What you should do — A faithful, complete copy of the entries is the sole expected answer.

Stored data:
· · · ·

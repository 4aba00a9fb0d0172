//! ECS components for the simulation.
//!
//! These are plain data structs attached to hecs entities. Behavior lives in
//! `bastion-enemy-ai` (pure functions) and the systems in `bastion-sim`.
//! Optional capabilities (speed boost, death splash, tower attack) are
//! separate components, so an entity's kind shows up as which components it
//! carries.

use std::sync::Arc;

use glam::DVec3;
use serde::{Deserialize, Serialize};

use crate::catalog::{AttackMode, CriticalHit, DeathSplash, Resolution, SpeedBoost, TowerAttack};
use crate::enums::*;
use crate::types::{CellCoord, Countdown, EnemyHandle, TowerHandle};

// --- Enemy components ---

/// Core enemy state.
#[derive(Debug, Clone, Copy, PartialEq, Serialize, Deserialize)]
pub struct EnemyState {
    pub kind: EnemyKind,
    pub phase: EnemyPhase,
    pub health: u32,
    pub max_health: u32,
    /// Unmodified speed in world units per second.
    pub base_speed: f64,
    pub contact_damage: u32,
    pub bounty: u32,
    pub score_value: u32,
    /// Fraction of incoming damage ignored.
    pub damage_resistance: f64,
}

impl EnemyState {
    /// Alive means not terminal and with health left.
    pub fn is_alive(&self) -> bool {
        !self.phase.is_terminal() && self.health > 0
    }
}

/// Position along a shared, read-only path.
#[derive(Debug, Clone, PartialEq)]
pub struct PathFollower {
    pub path: Arc<[DVec3]>,
    /// Index of the vertex currently being walked toward.
    pub next_vertex: usize,
}

impl PathFollower {
    pub fn new(path: Arc<[DVec3]>) -> Self {
        Self {
            path,
            next_vertex: 0,
        }
    }

    pub fn target(&self) -> Option<DVec3> {
        self.path.get(self.next_vertex).copied()
    }

    pub fn is_finished(&self) -> bool {
        self.next_vertex >= self.path.len()
    }
}

/// A timed multiplicative slow.
#[derive(Debug, Clone, Copy, PartialEq, Serialize, Deserialize)]
pub struct SlowEffect {
    /// Speed multiplier while active, `1 - factor`.
    pub multiplier: f64,
    pub remaining: Countdown,
}

/// Where a speed-boosting enemy is in its boost cycle.
#[derive(Debug, Clone, Copy, PartialEq, Serialize, Deserialize)]
pub enum BoostPhase {
    /// Waiting for the next boost.
    Charging(Countdown),
    /// Boost active.
    Boosting(Countdown),
}

/// Periodic speed boost state.
#[derive(Debug, Clone, Copy, PartialEq, Serialize, Deserialize)]
pub struct BoostCycle {
    pub params: SpeedBoost,
    pub phase: BoostPhase,
}

impl BoostCycle {
    pub fn new(params: SpeedBoost) -> Self {
        Self {
            params,
            phase: BoostPhase::Charging(Countdown::from_secs(params.interval_secs)),
        }
    }
}

/// Active movement modifiers on an enemy.
#[derive(Debug, Clone, Copy, Default, PartialEq, Serialize, Deserialize)]
pub struct StatusEffects {
    pub slow: Option<SlowEffect>,
    pub boost: Option<BoostCycle>,
}

/// On-death splash capability.
#[derive(Debug, Clone, Copy, PartialEq, Serialize, Deserialize)]
pub struct Splash(pub DeathSplash);

/// Tower-attacking capability and its sub-state.
#[derive(Debug, Clone, Copy, PartialEq, Serialize, Deserialize)]
pub struct TowerAssault {
    pub params: TowerAttack,
    pub target: Option<TowerHandle>,
    /// Time until the next attack may land. Starts expired.
    pub cooldown: Countdown,
    /// Time until the next search for a tower.
    pub scan: Countdown,
}

impl TowerAssault {
    pub fn new(params: TowerAttack) -> Self {
        Self {
            params,
            target: None,
            cooldown: Countdown::expired(),
            scan: Countdown::expired(),
        }
    }
}

/// Death grace period; the entity is removed when it runs out.
#[derive(Debug, Clone, Copy, PartialEq, Serialize, Deserialize)]
pub struct Dying(pub Countdown);

// --- Tower components ---

/// Core tower state.
#[derive(Debug, Clone, Copy, PartialEq, Serialize, Deserialize)]
pub struct TowerState {
    pub kind: TowerKind,
    pub phase: TowerPhase,
    pub cell: CellCoord,
    pub target: Option<EnemyHandle>,
    /// Time until the next shot. Only advances while engaging.
    pub cooldown: Countdown,
    /// Remaining stun. Only meaningful while Stunned.
    pub stun: Countdown,
    pub health: u32,
    pub max_health: u32,
    /// Unit vector toward the current target (presentation only).
    pub facing: DVec3,
}

impl TowerState {
    pub fn is_destroyed(&self) -> bool {
        self.phase == TowerPhase::Destroyed
    }
}

/// Weapon parameters copied from the catalog at placement.
#[derive(Debug, Clone, Copy, PartialEq, Serialize, Deserialize)]
pub struct Armament {
    pub range: f64,
    pub fire_rate: f64,
    pub damage: u32,
    pub attack: AttackMode,
    pub critical: Option<CriticalHit>,
}

impl Armament {
    pub fn fire_interval_secs(&self) -> f64 {
        1.0 / self.fire_rate
    }
}

// --- Projectile components ---

/// A projectile in flight toward an enemy.
#[derive(Debug, Clone, Copy, PartialEq, Serialize, Deserialize)]
pub struct Projectile {
    pub source: TowerHandle,
    pub target: EnemyHandle,
    /// World units per second.
    pub speed: f64,
    pub damage: u32,
    pub resolution: Resolution,
    pub lifetime: Countdown,
}
//! Property tests for grid placement invariants.

use bastion_core::config::LevelConfig;
use bastion_core::enums::CellKind;
use bastion_core::types::CellCoord;
use bastion_grid::Grid;
use proptest::prelude::*;

fn cell_kind() -> impl Strategy<Value = CellKind> {
    prop_oneof![
        Just(CellKind::Empty),
        Just(CellKind::Path),
        Just(CellKind::SpawnPoint),
        Just(CellKind::ExitPoint),
        Just(CellKind::Obstacle),
    ]
}

fn level() -> impl Strategy<Value = LevelConfig> {
    (1u32..12, 1u32..12).prop_flat_map(|(w, h)| {
        prop::collection::vec(cell_kind(), (w * h) as usize).prop_map(move |cells| {
            let mut level = LevelConfig::blank(1, "random", w, h);
            level.cells = cells;
            level
        })
    })
}

proptest! {
    #[test]
    fn non_empty_cells_never_accept_towers(level in level()) {
        let grid = Grid::build(&level);
        for cell in grid.cells() {
            if cell.kind != CellKind::Empty {
                prop_assert!(!grid.can_place_tower(cell.coord));
            }
        }
    }

    #[test]
    fn placement_consumes_the_cell(level in level(), x in -2i32..14, z in -2i32..14) {
        let mut grid = Grid::build(&level);
        let coord = CellCoord::new(x, z);
        let could = grid.can_place_tower(coord);
        let placed = grid.place_tower(coord);
        prop_assert_eq!(could, placed);
        prop_assert!(!grid.can_place_tower(coord));
        if placed {
            prop_assert!(grid.is_occupied(coord));
        }
    }

    #[test]
    fn paths_start_at_spawn_and_end_at_an_exit(level in level()) {
        let grid = Grid::build(&level);
        for &spawn in grid.spawn_points() {
            match grid.path_from(spawn) {
                Some(path) => {
                    prop_assert_eq!(path.first().copied(), Some(grid.cell_to_world(spawn)));
                    let end = path.last().copied().map(|p| grid.world_to_cell(p));
                    prop_assert!(end.is_some_and(|c| grid.exit_points().contains(&c)));
                }
                None => prop_assert!(grid.exit_points().is_empty()),
            }
        }
    }

    #[test]
    fn build_is_deterministic(level in level()) {
        let a = Grid::build(&level);
        let b = Grid::build(&level);
        prop_assert_eq!(a.cells(), b.cells());
        for &spawn in a.spawn_points() {
            prop_assert_eq!(a.path_from(spawn), b.path_from(spawn));
        }
    }
}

· · · ·

Response area —
repository 4aba00a9fb0d0172
//! ECS components for the simulation.
//!
//! These are plain data structs attached to hecs entities. Behavior lives in
//! `bastion-enemy-ai` (pure functions) and the systems in `bastion-sim`.
//! Optional capabilities (speed boost, death splash, tower attack) are
//! separate components, so an entity's kind shows up as which components it
//! carries.

use std::sync::Arc;

use glam::DVec3;
use serde::{Deserialize, Serialize};

use crate::catalog::{AttackMode, CriticalHit, DeathSplash, Resolution, SpeedBoost, TowerAttack};
use crate::enums::*;
use crate::types::{CellCoord, Countdown, EnemyHandle, TowerHandle};

// --- Enemy components ---

/// Core enemy state.
#[derive(Debug, Clone, Copy, PartialEq, Serialize, Deserialize)]
pub struct EnemyState {
    pub kind: EnemyKind,
    pub phase: EnemyPhase,
    pub health: u32,
    pub max_health: u32,
    /// Unmodified speed in world units per second.
    pub base_speed: f64,
    pub contact_damage: u32,
    pub bounty: u32,
    pub score_value: u32,
    /// Fraction of incoming damage ignored.
    pub damage_resistance: f64,
}

impl EnemyState {
    /// Alive means not terminal and with health left.
    pub fn is_alive(&self) -> bool {
        !self.phase.is_terminal() && self.health > 0
    }
}

/// Position along a shared, read-only path.
#[derive(Debug, Clone, PartialEq)]
pub struct PathFollower {
    pub path: Arc<[DVec3]>,
    /// Index of the vertex currently being walked toward.
    pub next_vertex: usize,
}

impl PathFollower {
    pub fn new(path: Arc<[DVec3]>) -> Self {
        Self {
            path,
            next_vertex: 0,
        }
    }

    pub fn target(&self) -> Option<DVec3> {
        self.path.get(self.next_vertex).copied()
    }

    pub fn is_finished(&self) -> bool {
        self.next_vertex >= self.path.len()
    }
}

/// A timed multiplicative slow.
#[derive(Debug, Clone, Copy, PartialEq, Serialize, Deserialize)]
pub struct SlowEffect {
    /// Speed multiplier while active, `1 - factor`.
    pub multiplier: f64,
    pub remaining: Countdown,
}

/// Where a speed-boosting enemy is in its boost cycle.
#[derive(Debug, Clone, Copy, PartialEq, Serialize, Deserialize)]
pub enum BoostPhase {
    /// Waiting for the next boost.
    Charging(Countdown),
    /// Boost active.
    Boosting(Countdown),
}

/// Periodic speed boost state.
#[derive(Debug, Clone, Copy, PartialEq, Serialize, Deserialize)]
pub struct BoostCycle {
    pub params: SpeedBoost,
    pub phase: BoostPhase,
}

impl BoostCycle {
    pub fn new(params: SpeedBoost) -> Self {
        Self {
            params,
            phase: BoostPhase::Charging(Countdown::from_secs(params.interval_secs)),
        }
    }
}

/// Active movement modifiers on an enemy.
#[derive(Debug, Clone, Copy, Default, PartialEq, Serialize, Deserialize)]
pub struct StatusEffects {
    pub slow: Option<SlowEffect>,
    pub boost: Option<BoostCycle>,
}

/// On-death splash capability.
#[derive(Debug, Clone, Copy, PartialEq, Serialize, Deserialize)]
pub struct Splash(pub DeathSplash);

/// Tower-attacking capability and its sub-state.
#[derive(Debug, Clone, Copy, PartialEq, Serialize, Deserialize)]
pub struct TowerAssault {
    pub params: TowerAttack,
    pub target: Option<TowerHandle>,
    /// Time until the next attack may land. Starts expired.
    pub cooldown: Countdown,
    /// Time until the next search for a tower.
    pub scan: Countdown,
}

impl TowerAssault {
    pub fn new(params: TowerAttack) -> Self {
        Self {
            params,
            target: None,
            cooldown: Countdown::expired(),
            scan: Countdown::expired(),
        }
    }
}

/// Death grace period; the entity is removed when it runs out.
#[derive(Debug, Clone, Copy, PartialEq, Serialize, Deserialize)]
pub struct Dying(pub Countdown);

// --- Tower components ---

/// Core tower state.
#[derive(Debug, Clone, Copy, PartialEq, Serialize, Deserialize)]
pub struct TowerState {
    pub kind: TowerKind,
    pub phase: TowerPhase,
    pub cell: CellCoord,
    pub target: Option<EnemyHandle>,
    /// Time until the next shot. Only advances while engaging.
    pub cooldown: Countdown,
    /// Remaining stun. Only meaningful while Stunned.
    pub stun: Countdown,
    pub health: u32,
    pub max_health: u32,
    /// Unit vector toward the current target (presentation only).
    pub facing: DVec3,
}

impl TowerState {
    pub fn is_destroyed(&self) -> bool {
        self.phase == TowerPhase::Destroyed
    }
}

/// Weapon parameters copied from the catalog at placement.
#[derive(Debug, Clone, Copy, PartialEq, Serialize, Deserialize)]
pub struct Armament {
    pub range: f64,
    pub fire_rate: f64,
    pub damage: u32,
    pub attack: AttackMode,
    pub critical: Option<CriticalHit>,
}

impl Armament {
    pub fn fire_interval_secs(&self) -> f64 {
        1.0 / self.fire_rate
    }
}

// --- Projectile components ---

/// A projectile in flight toward an enemy.
#[derive(Debug, Clone, Copy, PartialEq, Serialize, Deserialize)]
pub struct Projectile {
    pub source: TowerHandle,
    pub target: EnemyHandle,
    /// World units per second.
    pub speed: f64,
    pub damage: u32,
    pub resolution: Resolution,
    pub lifetime: Countdown,
}
//! Property tests for grid placement invariants.

use bastion_core::config::LevelConfig;
use bastion_core::enums::CellKind;
use bastion_core::types::CellCoord;
use bastion_grid::Grid;
use proptest::prelude::*;

fn cell_kind() -> impl Strategy<Value = CellKind> {
    prop_oneof![
        Just(CellKind::Empty),
        Just(CellKind::Path),
        Just(CellKind::SpawnPoint),
        Just(CellKind::ExitPoint),
        Just(CellKind::Obstacle),
    ]
}

fn level() -> impl Strategy<Value = LevelConfig> {
    (1u32..12, 1u32..12).prop_flat_map(|(w, h)| {
        prop::collection::vec(cell_kind(), (w * h) as usize).prop_map(move |cells| {
            let mut level = LevelConfig::blank(1, "random", w, h);
            level.cells = cells;
            level
        })
    })
}

proptest! {
    #[test]
    fn non_empty_cells_never_accept_towers(level in level()) {
        let grid = Grid::build(&level);
        for cell in grid.cells() {
            if cell.kind != CellKind::Empty {
                prop_assert!(!grid.can_place_tower(cell.coord));
            }
        }
    }

    #[test]
    fn placement_consumes_the_cell(level in level(), x in -2i32..14, z in -2i32..14) {
        let mut grid = Grid::build(&level);
        let coord = CellCoord::new(x, z);
        let could = grid.can_place_tower(coord);
        let placed = grid.place_tower(coord);
        prop_assert_eq!(could, placed);
        prop_assert!(!grid.can_place_tower(coord));
        if placed {
            prop_assert!(grid.is_occupied(coord));
        }
    }

    #[test]
    fn paths_start_at_spawn_and_end_at_an_exit(level in level()) {
        let grid = Grid::build(&level);
        for &spawn in grid.spawn_points() {
            match grid.path_from(spawn) {
                Some(path) => {
                    prop_assert_eq!(path.first().copied(), Some(grid.cell_to_world(spawn)));
                    let end = path.last().copied().map(|p| grid.world_to_cell(p));
                    prop_assert!(end.is_some_and(|c| grid.exit_points().contains(&c)));
                }
                None => prop_assert!(grid.exit_points().is_empty()),
            }
        }
    }

    #[test]
    fn build_is_deterministic(level in level()) {
        let a = Grid::build(&level);
        let b = Grid::build(&level);
        prop_assert_eq!(a.cells(), b.cells());
        for &spawn in a.spawn_points() {
            prop_assert_eq!(a.path_from(spawn), b.path_from(spawn));
        }
    }
}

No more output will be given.